Heinz Strunk, legal name Mathias Halfpape (born 17 May 1962) is a German novelist, humorist musician, actor and member of Hamburg-based comedy trio Studio Braun. Strunk’s comedy ranges from goofy prank calls to biting political and cultural satire, often involving music. Strunk plays woodwind and keyboard instruments.

== Career ==
Strunk was born in Bevensen and grew up in Hamburg. Performing in the pop duo Dis Noir under his real name Mathias Halfpape, he released the album Paradise is Far Away in 1989, produced by Dirk Steffens. He has released three audio albums with Studio Braun containing prank phone calls. An example of such calls include Strunk calling a coal merchant to order coke, where he means cocaine but the coal merchant understands coke fuel. In another call, Strunk phones a resident of rural Saxony, an area known for a strong regional accent, to offer him free elocution lessons to “correct” his Saxon accent. Strunk claims to represent a fictional charity for Hamburg residents to “help” Saxony.

In 2003 Studio Braun released the song Komputerfreak, which takes a serious look at the washed-up lives and addictive/compulsive personalities of those who spend large amounts of time using computers.

In 2004 Strunk’s comic novel Fleisch ist mein Gemüse (Meat is my vegetable) was published, based on his own youth as a musician in various small-time bands in the 1980s.
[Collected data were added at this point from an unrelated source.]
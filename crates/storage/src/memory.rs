// SPDX-License-Identifier: BUSL-1.1
// Copyright (c) 2026 Alfred Jean LLC

//! In-memory storage backend

use crate::backend::{Storage, StorageError};
use async_trait::async_trait;
use std::collections::HashMap;
use std::sync::RwLock;

/// Map-backed storage for tests and ephemeral use.
///
/// Reads return copies, so callers can never mutate stored bytes in place.
#[derive(Default)]
pub struct MemoryStorage {
    data: RwLock<HashMap<String, Vec<u8>>>,
}

impl MemoryStorage {
    pub fn new() -> Self {
        Self::default()
    }
}

#[async_trait]
impl Storage for MemoryStorage {
    async fn read(&self, path: &str) -> Result<Vec<u8>, StorageError> {
        let data = self.data.read().unwrap_or_else(|e| e.into_inner());
        data.get(path)
            .cloned()
            .ok_or_else(|| StorageError::NotFound(path.to_string()))
    }

    async fn write(&self, path: &str, bytes: &[u8]) -> Result<(), StorageError> {
        let mut data = self.data.write().unwrap_or_else(|e| e.into_inner());
        data.insert(path.to_string(), bytes.to_vec());
        Ok(())
    }

    async fn list(&self, prefix: &str) -> Result<Vec<String>, StorageError> {
        let data = self.data.read().unwrap_or_else(|e| e.into_inner());
        let mut paths: Vec<String> = data
            .keys()
            .filter(|k| k.starts_with(prefix))
            .cloned()
            .collect();
        paths.sort();
        Ok(paths)
    }

    async fn delete(&self, path: &str) -> Result<(), StorageError> {
        let mut data = self.data.write().unwrap_or_else(|e| e.into_inner());
        data.remove(path);
        Ok(())
    }

    async fn exists(&self, path: &str) -> Result<bool, StorageError> {
        let data = self.data.read().unwrap_or_else(|e| e.into_inner());
        Ok(data.contains_key(path))
    }
}

#[cfg(test)]
#[path = "memory_tests.rs"]
mod tests;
A movie based on the book was released in 2008, directed by Christian Görlitz and filmed in and around Hamburg. In 2010 the novel was adapted into a stage play.

The writer and actor has an alter ego called Jürgen Dose. His works often deal with social outcasts and the bleakness of everyday life.

Strunk is a member of the German satirical political party Die PARTEI (“The PARTY”).

In 2016 Strunk’s highly praised novel Der goldene Handschuh (The Golden Glove) was published. The bestseller tells the story of the German serial killer Fritz Honka. Strunk won the Wilhelm Raabe Literature Prize and was nominated for the Leipzig Book Fair Prize. German director Fatih Akin acquired the film rights to make a movie based on Der goldene Handschuh. The eponymous film was released in 2019 and received mixed critical reviews.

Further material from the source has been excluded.